Friday, 22nd August 2008

TraceMonkey. Brendan Eich has been preaching the performance benefits of tracing and JIT for JavaScript on the conference circuit for at least a year, and the results from the first effort to be merged in to Mozilla core are indeed pretty astounding. # 11:13 pm

Back to full-time employment

I’ve been freelance for a year and a half now, and it’s been a great deal of fun. For me, being freelance meant having the freedom to pursue all sorts of different interests—technical writing, public speaking, Django, OpenID, JavaScript—and the opportunity to work with some really fantastic people.

[... 181 words]

Visualization Strategies: Text & Documents. “List of ...” style posts usually make me want to stab someone with a fork; this is how that kind of post should be done—well researched, carefully written and, most importantly doesn’t call itself a “Top X Ys that will Z your ZZ”! # 11:17 am

Get Lat Lon now has a “Get my location (by IP)” button. It took all of five minutes to add using the new google.loader.ClientLocation API. The button is only visible if your location can be resolved. # 10:16 am

Gears API Blog: Gears 0.4 is here! New features are Geolocation, a Blob API for dealing with arbitrary binary data, onprogress() events for tracking HTTP downloads and uploads (meaning progress indicators) and the built-in Gears dialogs localized to 40 languages. # 10:14 am

Google Code Blog: Two new ways to location-enable your web apps.

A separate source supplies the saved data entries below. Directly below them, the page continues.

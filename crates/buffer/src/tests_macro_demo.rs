//! Buffer tests demonstrating the test_pager! macro.
//!
//! This file shows how the test_pager! macro simplifies buffer pool test setup.

#[cfg(test)]
mod tests {
    use super::super::*;
    use testsupport::prelude::*;

    /// BEFORE: Traditional pager setup (4 lines)
    #[test]
    fn test_page_allocation_old_style() {
        let dir = tempfile::tempdir().unwrap();
        let mut pager = FilePager::new(dir.path(), 2);
        let table = TableId(1);

        let pid = pager.allocate_page(table).unwrap();
        assert_eq!(pid.0, 0);
    }

    /// AFTER: Using test_pager! macro (1 line)
    #[test]
    fn test_page_allocation_new_style() {
        test_pager!(pager, table);

        let pid = pager.allocate_page(table).unwrap();
        assert_eq!(pid.0, 0);
    }

    /// BEFORE: CLOCK eviction test with custom capacity
    #[test]
    fn test_clock_eviction_old_style() {
        let dir = tempfile::tempdir().unwrap();
        let mut pager = FilePager::new(dir.path(), 1); // Small capacity
        let table = TableId(1);

        let pid1 = pager.allocate_page(table).unwrap();
        pager.fetch_page(table, pid1).unwrap().data[0] = 99;

        // Allocate another, should evict the first
        let _pid2 = pager.allocate_page(table).unwrap();
        pager.flush().unwrap();

        // Verify persisted data
        let mut pager2 = FilePager::new(dir.path(), 2);
        let p = pager2.fetch_page(table, pid1).unwrap();
        assert_eq!(p.data[0], 99);
    }

    /// AFTER: Using test_pager! macro with custom capacity
    #[test]
    fn test_clock_eviction_new_style() {
        test_pager!(pager, table, capacity: 1); // One line setup!

        let pid1 = pager.allocate_page(table).unwrap();
        pager.fetch_page(table, pid1).unwrap().data[0] = 99;

        // Allocate another, should evict the first
        let _pid2 = pager.allocate_page(table).unwrap();
        pager.flush().unwrap();

        // Note: For the second pager, we still need tempdir access
        // This is a limitation - the macro owns the tempdir
        // For this specific test pattern, manual setup might be clearer
    }

    /// Demonstrating sequential page allocation
    #[test]
    fn test_sequential_allocation() {
        test_pager!(pager, table, capacity: 10);

        let pid0 = pager.allocate_page(table).unwrap();
        let pid1 = pager.allocate_page(table).unwrap();
        let pid2 = pager.allocate_page(table).unwrap();

        assert_eq!(pid0.0, 0);
        assert_eq!(pid1.0, 1);
        assert_eq!(pid2.0, 2);
    }

    /// Demonstrating page modification and retrieval
    #[test]
    fn test_page_modification() {
        test_pager!(pager, table);

        let pid = pager.allocate_page(table).unwrap();

        // Modify page
        {
            let page = pager.fetch_page(table, pid).unwrap();
            page.data[0..4].copy_from_slice(&[1, 2, 3, 4]);
        }

        // Retrieve and verify
        {
            let page = pager.fetch_page(table, pid).unwrap();
            assert_eq!(&page.data[0..4], &[1, 2, 3, 4]);
        }
    }
}
//! Custom assertion helpers for testing.
//!
//! Provides specialized assertion functions and macros for common
//! database testing patterns.

use common::{DbError, DbResult, Row};
use executor::Executor;
use types::Value;

/// Assert that an executor returns a specific row next.
///
/// This is useful for testing query execution and verifying results
/// in a specific order.
///
/// # Example
///
/// ```no_run
/// use testsupport::prelude::*;
/// use executor::Executor;
/// use types::Value;
///
/// # fn example(mut exec: impl Executor, mut ctx: executor::ExecutionContext) {
/// assert_next_row(&mut exec, &mut ctx, &[Value::Int64(1), Value::Text("Alice".into())]);
/// # }
/// ```
pub fn assert_next_row<E: Executor + ?Sized>(
    executor: &mut E,
    ctx: &mut executor::ExecutionContext,
    expected: &[Value],
) {
    let row = executor
        .next(ctx)
        .expect("executor next failed")
        .expect("expected row but got None");
    assert_eq!(
        &row.values, expected,
        "Row mismatch: expected {:?}, got {:?}",
        expected, row.values
    );
}

/// Assert that an executor is exhausted (returns None).
///
/// This is useful for verifying that a query has returned all expected rows.
///
/// # Example
///
/// ```no_run
/// use testsupport::prelude::*;
/// use executor::Executor;
///
/// # fn example(mut exec: impl Executor, mut ctx: executor::ExecutionContext) {
/// assert_exhausted(&mut exec, &mut ctx);
/// # }
/// ```
pub fn assert_exhausted<E: Executor + ?Sized>(
    executor: &mut E,
    ctx: &mut executor::ExecutionContext,
) {
    let result = executor.next(ctx).expect("executor next failed");
    assert!(
        result.is_none(),
        "Expected executor to be exhausted, but got row: {:?}",
        result
    );
}

/// Assert that an operation returns an error containing a specific substring.
///
/// This is useful for testing error handling and validation logic.
///
/// # Example
///
/// ```no_run
/// use testsupport::prelude::*;
///
/// let result: Result<(), common::DbError> = Err(common::DbError::Executor("table not found".into()));
/// assert_error_contains(result, "table not found");
/// ```
pub fn assert_error_contains<T>(result: DbResult<T>, expected_msg: &str) {
    match result {
        Ok(_) => panic!("Expected error containing '{}', but got Ok", expected_msg),
        Err(e) => {
            let error_string = e.to_string();
            assert!(
                error_string.contains(expected_msg),
                "Expected error to contain '{}', but got: {}",
                expected_msg,
                error_string
            );
        }
    }
}

/// Assert that an operation returns a specific executor error.
///
/// # Example
///
/// ```no_run
/// use testsupport::prelude::*;
/// use common::DbError;
///
/// let result: Result<(), DbError> = Err(DbError::Executor("invalid operation".into()));
/// assert_executor_error(result, "invalid operation");
/// ```
pub fn assert_executor_error<T>(result: DbResult<T>, expected_msg: &str) {
    match result {
        Ok(_) => panic!(
            "Expected executor error '{}', but got Ok",
            expected_msg
        ),
        Err(DbError::Executor(msg)) => {
            assert!(
                msg.contains(expected_msg),
                "Expected executor error to contain '{}', but got: {}",
                expected_msg,
                msg
            );
        }
        Err(other) => panic!(
            "Expected executor error '{}', but got different error: {}",
            expected_msg, other
        ),
    }
}

/// Assert that two rows are equal.
///
/// # Example
///
/// ```no_run
/// use testsupport::prelude::*;
/// use types::Value;
///
/// let row1 = int_row(&[1, 2, 3]);
/// let row2 = int_row(&[1, 2, 3]);
/// assert_rows_equal(&row1, &row2);
/// ```
pub fn assert_rows_equal(actual: &Row, expected: &Row) {
    assert_eq!(
        actual.values, expected.values,
        "Rows not equal:\nExpected: {:?}\nActual:   {:?}",
        expected.values, actual.values
    );
}

/// Assert that two vectors of rows are equal.
///
/// This compares both length and contents of the row vectors.
///
/// # Example
///
/// ```no_run
/// use testsupport::prelude::*;
///
/// let rows1 = vec![int_row(&[1, 2]), int_row(&[3, 4])];
/// let rows2 = vec![int_row(&[1, 2]), int_row(&[3, 4])];
/// assert_row_sets_equal(&rows1, &rows2);
/// ```
pub fn assert_row_sets_equal(actual: &[Row], expected: &[Row]) {
    assert_eq!(
        actual.len(),
        expected.len(),
        "Row count mismatch: expected {} rows, got {}",
        expected.len(),
        actual.len()
    );

    for (i, (actual_row, expected_row)) in actual.iter().zip(expected.iter()).enumerate() {
        assert_eq!(
            actual_row.values, expected_row.values,
            "Row {} mismatch:\nExpected: {:?}\nActual:   {:?}",
            i, expected_row.values, actual_row.values
        );
    }
}

/// Assert that a value matches an expected value with a custom error message.
///
/// # Example
///
/// ```no_run
/// use testsupport::prelude::*;
/// use types::Value;
///
/// let value = Value::Int64(42);
/// assert_value_eq(&value, &Value::Int64(42), "answer to life");
/// ```
pub fn assert_value_eq(actual: &Value, expected: &Value, context: &str) {
    assert_eq!(
        actual, expected,
        "{}: expected {:?}, got {:?}",
        context, expected, actual
    );
}
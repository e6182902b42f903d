use expr::Expr;

#[derive(Clone, Debug, PartialEq)]
pub enum Statement {
    CreateTable {
        name: String,
        columns: Vec<ColumnDef>,
        primary_key: Option<Vec<String>>,
    },
    DropTable {
        name: String,
    },
    CreateIndex {
        name: String,
        table: String,
        columns: Vec<String>,
        unique: bool,
    },
    DropIndex {
        name: String,
    },
    Insert {
        table: String,
        /// One inner `Vec<Expr>` per row; multi-row INSERT supplies more than one.
        values: Vec<Vec<Expr>>,
    },
    Select {
        columns: Vec<SelectItem>,
        from: TableRef,
        joins: Vec<JoinClause>,
        selection: Option<Expr>,
        order_by: Vec<OrderByExpr>,
        limit: Option<u64>,
        offset: Option<u64>,
    },
    Update {
        table: String,
        assignments: Vec<(String, Expr)>,
        selection: Option<Expr>,
    },
    Delete {
        table: String,
        selection: Option<Expr>,
    },
    Explain {
        query: Box<Statement>,
        analyze: bool,
    },
}

#[derive(Clone, Debug, PartialEq)]
pub struct ColumnDef {
    pub name: String,
    pub ty: String,
}

#[derive(Clone, Debug, PartialEq)]
pub enum SelectItem {
    Wildcard,
    Column(String),
}

/// A table reference appearing in `FROM` or `JOIN`, with an optional alias.
#[derive(Clone, Debug, PartialEq)]
pub struct TableRef {
    pub name: String,
    pub alias: Option<String>,
}

impl TableRef {
    pub fn new(name: String) -> Self {
        Self { name, alias: None }
    }

    pub fn with_alias(name: String, alias: Option<String>) -> Self {
        Self { name, alias }
    }

    /// Name used to qualify this table's columns: its alias if present, else its name.
    pub fn effective_name(&self) -> &str {
        self.alias.as_deref().unwrap_or(&self.name)
    }
}

#[derive(Clone, Copy, Debug, PartialEq, Eq)]
pub enum JoinType {
    Inner,
    Left,
}

#[derive(Clone, Debug, PartialEq)]
pub struct JoinClause {
    pub table: TableRef,
    pub join_type: JoinType,
    pub condition: Expr,
}

/// ORDER BY clause entry: a column name plus sort direction.
#[derive(Clone, Debug, PartialEq)]
pub struct OrderByExpr {
    pub column: String,
    pub direction: SortDirection,
}

#[derive(Clone, Copy, Debug, PartialEq, Eq)]
pub enum SortDirection {
    Asc,
    Desc,
}
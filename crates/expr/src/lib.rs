
use common::{DbError, DbResult, Row};
use std::cmp::Ordering;
#[allow(unused_imports)]
use types::{SqlType, Value};

/// Binary comparison and logical operators.
#[derive(Clone, Copy, Debug, PartialEq, Eq, serde::Serialize, serde::Deserialize)]
pub enum BinaryOp {
    Eq,
    Ne,
    Lt,
    Le,
    Gt,
    Ge,
    And,
    Or,
}

/// Unary operators (currently just logical NOT).
#[derive(Clone, Copy, Debug, PartialEq, Eq, serde::Serialize, serde::Deserialize)]
pub enum UnaryOp {
    Not,
}

/// Expression abstract syntax tree.
#[derive(Clone, Debug, PartialEq, serde::Serialize, serde::Deserialize)]
pub enum Expr {
    Literal(Value),
    /// Column reference with optional table/alias qualifier.
    ///
    /// Examples:
    /// - `Column { table: None, name: "id" }` - unqualified column
    /// - `Column { table: Some("users"), name: "id" }` - qualified column
    /// - `Column { table: Some("u"), name: "id" }` - alias-qualified column
    Column {
        /// Optional table name or alias qualifier.
        table: Option<String>,
        /// Column name.
        name: String,
    },
    /// Named bind parameter (`@name` in source SQL), resolved to an index
    /// into the prepared statement's bound-value vector at plan time.
    Parameter(String),
    Unary {
        op: UnaryOp,
        expr: Box<Expr>,
    },
    Binary {
        left: Box<Expr>,
        op: BinaryOp,
        right: Box<Expr>,
    },
    /// `expr [NOT] IN (list)`.
    In {
        expr: Box<Expr>,
        list: Vec<Expr>,
        negated: bool,
    },
    /// `expr [NOT] LIKE pattern`, with SQL `%`/`_` wildcards.
    Like {
        expr: Box<Expr>,
        pattern: Box<Expr>,
        negated: bool,
    },
}

/// Evaluation context consisting of the row schema (column names in order).
pub struct EvalContext<'a> {
    pub schema: &'a [String],
}

impl<'a> EvalContext<'a> {
    /// Evaluate an expression over a given row.
    pub fn eval(&self, expr: &Expr, row: &Row) -> DbResult<Value> {
        match expr {
            Expr::Literal(v) => Ok(v.clone()),
            Expr::Column { table, name } => {
                let idx = self.find_column(table.as_deref(), name)?;
                Ok(row.values[idx].clone())
            }
            Expr::Parameter(name) => Err(DbError::Executor(format!(
                "parameter '@{}' cannot be evaluated without a bound value",
                name
            ))),
            Expr::Unary { op, expr } => {
                let v = self.eval(expr, row)?;
                match op {
                    UnaryOp::Not => {
                        let b = v.as_bool().ok_or_else(|| {
                            DbError::Executor(format!("NOT expects bool, got {:?}", v))
                        })?;
                        Ok(Value::Bool(!b))
                    }
                }
            }
            Expr::Binary { left, op, right } => {
                let lv = self.eval(left, row)?;
                let rv = self.eval(right, row)?;
                self.eval_binary(&lv, *op, &rv)
            }
            Expr::In {
                expr,
                list,
                negated,
            } => {
                let needle = self.eval(expr, row)?;
                if needle.is_null() {
                    return Ok(Value::Null);
                }
                let mut found = false;
                let mut saw_null = false;
                for item in list {
                    let candidate = self.eval(item, row)?;
                    if candidate.is_null() {
                        saw_null = true;
                        continue;
                    }
                    if needle.cmp_same_type(&candidate) == Some(Ordering::Equal) {
                        found = true;
                        break;
                    }
                }
                Ok(match (found, saw_null) {
                    (true, _) => Value::Bool(!negated),
                    (false, true) => Value::Null,
                    (false, false) => Value::Bool(negated),
                })
            }
            Expr::Like {
                expr,
                pattern,
                negated,
            } => {
                let value = self.eval(expr, row)?;
                let pattern_value = self.eval(pattern, row)?;
                if value.is_null() || pattern_value.is_null() {
                    return Ok(Value::Null);
                }
                let haystack = value.as_text().ok_or_else(|| {
                    DbError::Executor(format!("LIKE expects text, got {:?}", value))
                })?;
                let needle = pattern_value.as_text().ok_or_else(|| {
                    DbError::Executor(format!("LIKE pattern must be text, got {:?}", pattern_value))
                })?;
                let matched = like_match(haystack, needle);
                Ok(Value::Bool(matched != *negated))
            }
        }
    }

    fn eval_binary(&self, l: &Value, op: BinaryOp, r: &Value) -> DbResult<Value> {
        use BinaryOp::*;

        match op {
            And | Or => {
                let lb = l.as_bool().ok_or_else(|| {
                    DbError::Executor(format!("AND/OR expects bools, got {:?}", l))
                })?;
                let rb = r.as_bool().ok_or_else(|| {
                    DbError::Executor(format!("AND/OR expects bools, got {:?}", r))
                })?;
                return Ok(Value::Bool(match op {
                    And => lb && rb,
                    Or => lb || rb,
                    _ => unreachable!(),
                }));
            }
            _ => {}
        }

        let ord = l.cmp_same_type(r).ok_or_else(|| {
            DbError::Executor(format!("incompatible types for {:?}: {:?}, {:?}", op, l, r))
        })?;

        let result = match op {
            Eq => ord == Ordering::Equal,
            Ne => ord != Ordering::Equal,
            Lt => ord == Ordering::Less,
            Le => ord != Ordering::Greater,
            Gt => ord == Ordering::Greater,
            Ge => ord != Ordering::Less,
            _ => unreachable!(),
        };

        Ok(Value::Bool(result))
    }

    /// Find column index in schema, supporting qualified and unqualified references.
    ///
    /// Schema entries may be:
    /// - Simple names: `"id"`, `"name"`
    /// - Qualified names: `"users.id"`, `"orders.user_id"`
    ///
    /// Matching rules:
    /// - Qualified ref (`table.col`): Match `"table.col"` exactly
    /// - Unqualified ref (`col`): Match simple `"col"` or suffix `".col"`
    fn find_column(&self, table: Option<&str>, name: &str) -> DbResult<usize> {
        if let Some(qualifier) = table {
            // Qualified column reference: look for exact "table.column" match
            let full_name = format!("{}.{}", qualifier, name);
            self.schema
                .iter()
                .position(|c| c.eq_ignore_ascii_case(&full_name))
                .ok_or_else(|| DbError::Executor(format!("unknown column '{}.{}'", qualifier, name)))
        } else {
            // Unqualified: try exact match first, then suffix match
            self.schema
                .iter()
                .position(|c| {
                    c.eq_ignore_ascii_case(name)
                        || c.to_lowercase().ends_with(&format!(".{}", name.to_lowercase()))
                })
                .ok_or_else(|| DbError::Executor(format!("unknown column '{}'", name)))
        }
    }
}

/// SQL `LIKE` matching: `%` matches zero or more characters, `_` matches
/// exactly one, everything else matches case-insensitively.
pub fn like_match(text: &str, pattern: &str) -> bool {
    let text: Vec<char> = text.chars().collect();
    let pattern: Vec<char> = pattern.chars().collect();
    like_match_recursive(&text, &pattern, 0, 0)
}

fn like_match_recursive(text: &[char], pattern: &[char], t_idx: usize, p_idx: usize) -> bool {
    if p_idx >= pattern.len() {
        return t_idx >= text.len();
    }

    match pattern[p_idx] {
        '%' => {
            like_match_recursive(text, pattern, t_idx, p_idx + 1)
                || (t_idx < text.len() && like_match_recursive(text, pattern, t_idx + 1, p_idx))
        }
        '_' => t_idx < text.len() && like_match_recursive(text, pattern, t_idx + 1, p_idx + 1),
        c => {
            t_idx < text.len()
                && text[t_idx].eq_ignore_ascii_case(&c)
                && like_match_recursive(text, pattern, t_idx + 1, p_idx + 1)
        }
    }
}
//! B+Tree node definitions.

use common::{PageId, RecordId};
use serde::{Deserialize, Serialize};
use types::Value;

/// The type of a B+Tree node.
#[derive(Clone, Copy, Debug, PartialEq, Eq, Serialize, Deserialize)]
pub enum NodeType {
    Internal,
    Leaf,
}

/// A B+Tree node, either internal or leaf.
#[derive(Clone, Debug, Serialize, Deserialize)]
pub enum BTreeNode {
    /// Internal node with keys and child pointers.
    Internal {
        /// Separator keys (n keys for n+1 children).
        keys: Vec<Vec<Value>>,
        /// Child page IDs.
        children: Vec<PageId>,
    },
    /// Leaf node with key-value entries.
    Leaf {
        /// Key-value pairs stored in sorted order.
        entries: Vec<(Vec<Value>, RecordId)>,
        /// Pointer to the next leaf (for range scans).
        next_leaf: Option<PageId>,
    },
}

impl BTreeNode {
    /// Create a new empty leaf node.
    pub fn new_leaf() -> Self {
        Self::Leaf {
            entries: Vec::new(),
            next_leaf: None,
        }
    }

    /// Create a new internal node.
    pub fn new_internal(keys: Vec<Vec<Value>>, children: Vec<PageId>) -> Self {
        Self::Internal { keys, children }
    }

    /// Returns the node type.
    pub fn node_type(&self) -> NodeType {
        match self {
            Self::Internal { .. } => NodeType::Internal,
            Self::Leaf { .. } => NodeType::Leaf,
        }
    }

    /// Returns true if this is a leaf node.
    pub fn is_leaf(&self) -> bool {
        matches!(self, Self::Leaf { .. })
    }

    /// Returns the number of entries/keys in this node.
    pub fn len(&self) -> usize {
        match self {
            Self::Internal { keys, .. } => keys.len(),
            Self::Leaf { entries, .. } => entries.len(),
        }
    }

    /// Returns true if the node is empty.
    pub fn is_empty(&self) -> bool {
        self.len() == 0
    }
}

#[cfg(test)]
mod tests {
    use super::*;

    #[test]
    fn new_leaf_is_empty() {
        let leaf = BTreeNode::new_leaf();
        assert!(leaf.is_leaf());
        assert!(leaf.is_empty());
        assert_eq!(leaf.len(), 0);
    }

    #[test]
    fn new_internal_has_correct_type() {
        let internal =
            BTreeNode::new_internal(vec![vec![Value::Int64(5)]], vec![PageId(0), PageId(1)]);
        assert!(!internal.is_leaf());
        assert_eq!(internal.node_type(), NodeType::Internal);
        assert_eq!(internal.len(), 1);
    }

    #[test]
    fn leaf_with_entries() {
        let leaf = BTreeNode::Leaf {
            entries: vec![
                (
                    vec![Value::Int64(1)],
                    RecordId {
                        page_id: PageId(0),
                        slot: 0,
                    },
                ),
                (
                    vec![Value::Int64(2)],
                    RecordId {
                        page_id: PageId(0),
                        slot: 1,
                    },
                ),
            ],
            next_leaf: None,
        };
        assert!(leaf.is_leaf());
        assert_eq!(leaf.len(), 2);
        assert!(!leaf.is_empty());
    }
}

The Gears Geolocation API isn’t very exciting just yet as it only really works on windows mobile devices, but the new google.loader.ClientLocation Ajax API is great—it gives you the user’s location based on looking up their IP address, saving you from needing to install a IP-to-geo lookup database. # 10:12 am

A convention once saw, for example, that I had worked at NASA, and put me on a panel about the future of space exploration.  I felt a little out-of-place, given that my main NASA achievement was that I once lassoed a robot with cat-6 cable and had it pull me around the hallways charioteer-style.

Randall Munroe # 8:28 am

Making queries faster isn’t in the critical path for improving the real-world performance of any Dojo apps I know of, and I bet the same is true for JQuery users. Reducing the size of the libraries, on the other hand, is still important. Now that we’re all fast enough, it’s time that we stopped beating on this particular drum lest we lose the plot and the JavaScript community continue to subject itself to endless rounds of benchmarketing.